The UK has 2 trillion cubic feet of undeveloped gas offshore Liverpool, Clube said. The company’s Marram field holds 46 billion cubic feet of recoverable resources, in shallow water.

“It’s close to infrastructure, within 10-20 km. We can develop Marram in a low carbon intensive way, at one quarter of the UK average – and one 15th of LNG imports,” Clube said. The project aims to take power from local wind resources, with EnergyPathways expecting 7-8 GW of wind resource in the area.

“Some companies in the oil and gas space try and create a veneer of clean energy. We were set up from the start to be an energy transition company. We are going to deliver decarbonised energy and energy security.”

Clube pointed to curtailment losses in the wind sector as costing the country significant amounts. “We are sitting on the UK’s major grid constraint,” he continued.

Initially, EnergyPathways expects to be able to generate enough of its own energy to meet its needs. “At some point, we will need additional compression – to convert the gas field into storage. There’s wind energy in the area and there’s more planned, we’re only a short distance away. We’re in discussions with Orsted, essentially supply is available.”

Room to run

EnergyPathways sees further potential in the energy space. Clube called for observers to consider Marram as “gas storage – that happens to be full of gas at the outset. We can use that gas storage for the price arbitrage. When the wind doesn’t blow, gas is the only solution.”

Electrification of Marram “helps secure support from the government regulator. If we were just a vanilla gas project, and we couldn’t demonstrate our decarbonisation credentials, it would be much harder to get through.”

In the longer term, Clube sees there being scope for expansion. “We can use our infrastructure to deliver hydrogen, we will already have pipelines to shore. It would involve converting our infrastructure asset base into a conduit to the UK.”

Case by case

There are alternatives to offshore wind, including power from shore. But it is in the interest of operators to find power sources located as close as possible to their assets.

“The distance of the asset from the power source is critical. An offshore power cable is costed in millions of dollars for each kilometre,” said Milne.

Some operators will still opt for a grid connection. This also circumvents the intermittency concerns associated with wind energy. Ultimately, using power from the grid still reduces emissions, even if the reduction is not as significant as what can be achieved by using “pure” wind power.

Milne still views this as a step in the right direction.

“Getting started as early as possible is important, then as more and more renewable power comes onto the grid, and as the battery storage solutions develop, the situation will improve further,” he said.

Falling short

Given the various factors and trade-offs, not all platforms will be viable candidates for electrification.

“The business case for the investment will be scrutinised very carefully and, in many cases, will fall short – meaning the upgrade project will not be sanctioned,” Milne said. “The benefits of the technical solution versus the cost of executing the upgrade project, all while considering the remaining life of field, will have to be carefully weighed up by each operator.”

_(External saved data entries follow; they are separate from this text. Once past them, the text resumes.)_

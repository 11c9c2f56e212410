//! Reference server agent: the remote worker process a scheduler
//! bootstraps computations onto. Implements the wire side of
//! `scheduler::bootstrap` and `scheduler::admin` — `Setup`, `FileTransfer`,
//! `Run`, `CloseServer`, `Terminate` — plus the periodic `Pulse` heartbeat
//! and fire-and-forget `Result`/`StatusUpdate` reports back to whichever
//! scheduler most recently set it up.
//!
//! Task execution itself is simulated: the message-passing/actor runtime
//! that would host real user code is an external collaborator per the
//! system overview, so `Run` just starts a short timer and reports back a
//! synthetic success.

use std::collections::HashMap;
use std::net::SocketAddr;
use std::path::PathBuf;
use std::sync::Arc;
use std::time::Duration;

use anyhow::{Context, Result};
use base64::Engine;
use base64::engine::general_purpose::STANDARD;
use clap::Parser;
use serde_json::json;
use tokio::sync::Mutex;
use tokio_util::sync::CancellationToken;
use tracing::{info, warn};
use uuid::Uuid;

use discoro::config::DiscoroHome;
use discoro::identity::Identity;
use discoro::message::{
    AckPayload, CloseServerPayload, DiscoroStatus, Envelope, FileTransferPayload, MessageKind,
    PulsePayload, ResultPayload, RunPayload, SetupPayload, StatusUpdatePayload, TerminatePayload,
};
use discoro::transport::QuicTransport;

/// The coroutine-server process a scheduler dispatches tasks to.
#[derive(Parser)]
#[command(author, version, about = "discoro reference server agent")]
struct Cli {
    /// Address to bind the QUIC listener on.
    #[arg(short = 'i', long, default_value = "0.0.0.0")]
    ip_addr: String,

    /// Port to listen on; 0 picks an ephemeral port.
    #[arg(short = 'u', long, default_value_t = 0)]
    udp_port: u16,

    /// Human-readable server name reported in Pulse/StatusUpdate.
    #[arg(short = 'n', long, default_value = "server")]
    name: String,

    /// Root directory for staged computation files and this process's
    /// identity material.
    #[arg(long)]
    dest_path: Option<PathBuf>,

    #[arg(short = 'd', long)]
    debug: bool,
}

/// The one computation this server is currently staged for, if any.
struct ActiveSetup {
    computation_id: Uuid,
    scheduler_addr: SocketAddr,
    dest_path: PathBuf,
}

struct ServerState {
    name: String,
    active: Mutex<Option<ActiveSetup>>,
    coros: Mutex<HashMap<Uuid, String>>,
    uploads: Mutex<HashMap<String, Vec<u8>>>,
    transport: std::sync::OnceLock<QuicTransport>,
}

#[tokio::main]
async fn main() -> Result<()> {
    let cli = Cli::parse();
    let filter = if cli.debug { "debug" } else { "info" };
    tracing_subscriber::fmt().with_env_filter(filter).init();

    let dest_path = cli.dest_path.unwrap_or_else(|| PathBuf::from("."));
    let home = DiscoroHome::from_root(dest_path.join(".discoro"));
    let identity = Identity::load_or_generate(&home).context("loading server identity")?;

    let state = Arc::new(ServerState {
        name: cli.name.clone(),
        active: Mutex::new(None),
        coros: Mutex::new(HashMap::new()),
        uploads: Mutex::new(HashMap::new()),
        transport: std::sync::OnceLock::new(),
    });

    let cancel = CancellationToken::new();
    let handler_state = state.clone();
    let response_handler: discoro::transport::ResponseHandlerFn = Arc::new(move |remote, envelope| {
        let state = handler_state.clone();
        Box::pin(async move { Some(handle_request(&state, remote, &envelope).await) }) as std::pin::Pin<Box<dyn std::future::Future<Output = Option<Envelope>> + Send>>
    });

    let bind_addr: SocketAddr = format!("{}:{}", cli.ip_addr, cli.udp_port).parse().context("parsing bind address")?;
    let transport = QuicTransport::bind_cancellable(
        bind_addr,
        &identity,
        cancel.clone(),
        256,
        Duration::from_secs(15),
        Duration::from_secs(60),
        Some(response_handler),
        Duration::from_secs(10),
    )
    .await
    .context("binding QUIC listener")?;
    state.transport.set(transport.clone()).ok();

    info!(agent_id = identity.agent_id(), addr = %transport.local_addr()?, "discoro server agent listening");

    let pulse_transport = transport.clone();
    let pulse_state = state.clone();
    let pulse_cancel = cancel.clone();
    tokio::spawn(async move { pulse_loop(pulse_transport, pulse_state, pulse_cancel).await });

    tokio::signal::ctrl_c().await.ok();
    info!("shutting down");
    cancel.cancel();
    transport.close_all().await;
    Ok(())
}

async fn pulse_loop(transport: QuicTransport, state: Arc<ServerState>, cancel: CancellationToken) {
    let mut ticker = tokio::time::interval(Duration::from_secs(10));
    loop {
        tokio::select! {
            _ = cancel.cancelled() => return,
            _ = ticker.tick() => {
                let Some(scheduler_addr) = state.active.lock().await.as_ref().map(|a| a.scheduler_addr) else { continue };
                let ncoros = state.coros.lock().await.len() as u32;
                let Ok(local_addr) = transport.local_addr() else { continue };
                let envelope = Envelope::new(
                    transport.local_agent_id().to_string(),
                    "node.scheduler".to_string(),
                    MessageKind::Pulse,
                    json!(PulsePayload { location: discoro::message::Location::new(local_addr), ncoros }),
                );
                if let Err(err) = transport.send(scheduler_addr, envelope).await {
                    warn!(error = %err, "failed to send pulse");
                }
            }
        }
    }
}

async fn handle_request(state: &Arc<ServerState>, remote: SocketAddr, request: &Envelope) -> Envelope {
    match request.kind {
        MessageKind::Setup => handle_setup(state, remote, request).await,
        MessageKind::FileTransfer => handle_file_transfer(state, request).await,
        MessageKind::Run => handle_run(state, request).await,
        MessageKind::CloseServer => handle_close_server(state, request).await,
        MessageKind::Terminate => handle_terminate(state, request).await,
        other => reject(request, format!("server agent does not accept '{other}'")),
    }
}

async fn handle_setup(state: &Arc<ServerState>, remote: SocketAddr, request: &Envelope) -> Envelope {
    let payload: SetupPayload = match request.payload_as() {
        Ok(p) => p,
        Err(err) => return reject(request, err.to_string()),
    };

    let dest_path = PathBuf::from(&payload.dest_path);
    if let Err(err) = std::fs::create_dir_all(&dest_path) {
        return reject(request, format!("failed to create staging dir: {err}"));
    }

    *state.active.lock().await = Some(ActiveSetup {
        computation_id: payload.computation_id,
        scheduler_addr: remote,
        dest_path,
    });
    state.uploads.lock().await.clear();

    info!(name = %state.name, computation_id = %payload.computation_id, "staged for computation");
    ack(request)
}

async fn handle_file_transfer(state: &Arc<ServerState>, request: &Envelope) -> Envelope {
    let payload: FileTransferPayload = match request.payload_as() {
        Ok(p) => p,
        Err(err) => return reject(request, err.to_string()),
    };

    let active = state.active.lock().await;
    let Some(active) = active.as_ref() else {
        return reject(request, "no active computation staged".to_string());
    };
    if active.computation_id != payload.computation_id {
        return reject(request, "computation_id does not match the staged computation".to_string());
    }

    let bytes = match STANDARD.decode(&payload.data_base64) {
        Ok(b) => b,
        Err(err) => return reject(request, err.to_string()),
    };

    let mut uploads = state.uploads.lock().await;
    uploads.entry(payload.rel_path.clone()).or_default().extend_from_slice(&bytes);

    if payload.done {
        let complete = uploads.remove(&payload.rel_path).unwrap_or_default();
        let dest = active.dest_path.join(&payload.rel_path);
        if let Some(parent) = dest.parent()
            && let Err(err) = std::fs::create_dir_all(parent)
        {
            return reject(request, format!("failed to create parent dir: {err}"));
        }
        if let Err(err) = std::fs::write(&dest, &complete) {
            return reject(request, format!("failed to write staged file: {err}"));
        }
        info!(rel_path = %payload.rel_path, bytes = complete.len(), "staged file written");
    }

    ack(request)
}

async fn handle_run(state: &Arc<ServerState>, request: &Envelope) -> Envelope {
    let payload: RunPayload = match request.payload_as() {
        Ok(p) => p,
        Err(err) => return reject(request, err.to_string()),
    };

    let scheduler_addr = {
        let active = state.active.lock().await;
        match active.as_ref() {
            Some(active) if active.computation_id == payload.computation_id => active.scheduler_addr,
            _ => return reject(request, "computation_id does not match the staged computation".to_string()),
        }
    };

    state.coros.lock().await.insert(payload.task_id, payload.name.clone());
    info!(task_id = %payload.task_id, name = %payload.name, "task started");

    let task_id = payload.task_id;
    let local_agent_id = request.to.clone().unwrap_or_default();
    if let Some(transport) = state.transport.get().cloned() {
        let state = state.clone();
        tokio::spawn(async move {
            tokio::time::sleep(Duration::from_millis(50)).await;
            state.coros.lock().await.remove(&task_id);
            let envelope = Envelope::new(
                local_agent_id,
                "node.scheduler".to_string(),
                MessageKind::Result,
                json!(ResultPayload {
                    task_id,
                    value: Some(json!(null)),
                    error: None,
                }),
            );
            let _ = transport.send(scheduler_addr, envelope).await;
        });
    }

    Envelope::response_to(
        request,
        "node.server".to_string(),
        MessageKind::Ack,
        json!(AckPayload {
            accepted: true,
            auth: None,
            value: Some(json!({"task_id": task_id})),
        }),
    )
}

async fn handle_close_server(state: &Arc<ServerState>, request: &Envelope) -> Envelope {
    let payload: CloseServerPayload = match request.payload_as() {
        Ok(p) => p,
        Err(err) => return reject(request, err.to_string()),
    };

    let scheduler_addr = state.active.lock().await.as_ref().map(|a| a.scheduler_addr);
    *state.active.lock().await = None;
    state.coros.lock().await.clear();
    info!(computation_id = %payload.computation_id, "closed by scheduler");

    if let (Some(scheduler_addr), Some(transport)) = (scheduler_addr, state.transport.get().cloned()) {
        let local_agent_id = request.to.clone().unwrap_or_default();
        tokio::spawn(async move {
            let envelope = Envelope::new(
                local_agent_id,
                "node.scheduler".to_string(),
                MessageKind::StatusUpdate,
                json!(StatusUpdatePayload {
                    status: DiscoroStatus::ServerClosed,
                    location: None,
                    name: None,
                    info: None,
                }),
            );
            let _ = transport.send(scheduler_addr, envelope).await;
        });
    }

    ack(request)
}

async fn handle_terminate(state: &Arc<ServerState>, request: &Envelope) -> Envelope {
    let payload: TerminatePayload = match request.payload_as() {
        Ok(p) => p,
        Err(err) => return reject(request, err.to_string()),
    };

    let mut coros = state.coros.lock().await;
    for task_id in &payload.task_ids {
        coros.remove(task_id);
    }
    info!(count = payload.task_ids.len(), "tasks terminated");

    ack(request)
}

fn ack(request: &Envelope) -> Envelope {
    Envelope::response_to(
        request,
        "node.server".to_string(),
        MessageKind::Ack,
        json!(AckPayload {
            accepted: true,
            auth: None,
            value: None,
        }),
    )
}

fn reject(request: &Envelope, message: String) -> Envelope {
    warn!(%message, "rejecting request");
    Envelope::response_to(
        request,
        "node.server".to_string(),
        MessageKind::Error,
        json!(discoro::message::ErrorPayload {
            code: discoro::message::ErrorCode::Internal,
            message,
            retryable: false,
        }),
    )
}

As a result, some operators are looking at alternatives for decarbonisation of their offshore platforms.

“This could involve cheaper options like e-fuels, efficiency improvements and potentially using carbon capture and storage [CCS] on existing turbine exhausts,” said Milne.

The NSTA acknowledges that electrification will not be a suitable option for all platforms. Nonetheless, the regulator insists that those operators intending to produce oil or gas beyond January 2030 evaluate the technical and economic cases for brownfield electrification. And where it is reasonable to do so, they must invest, the NSTA spokesperson said.

This may not be enough to compel operators to electrify their assets, however.

“Companies will not necessarily electrify simply because they are compelled by regulation, they always have a choice and will make the best decision for their business,” said Milne.

“In fact, the cost of polluting may never be sufficient to pay for electrification,” he continued. “Even if the UK Emission Trading Scheme (ETS) hits £100 per tonne it still may not be enough to change behaviours.”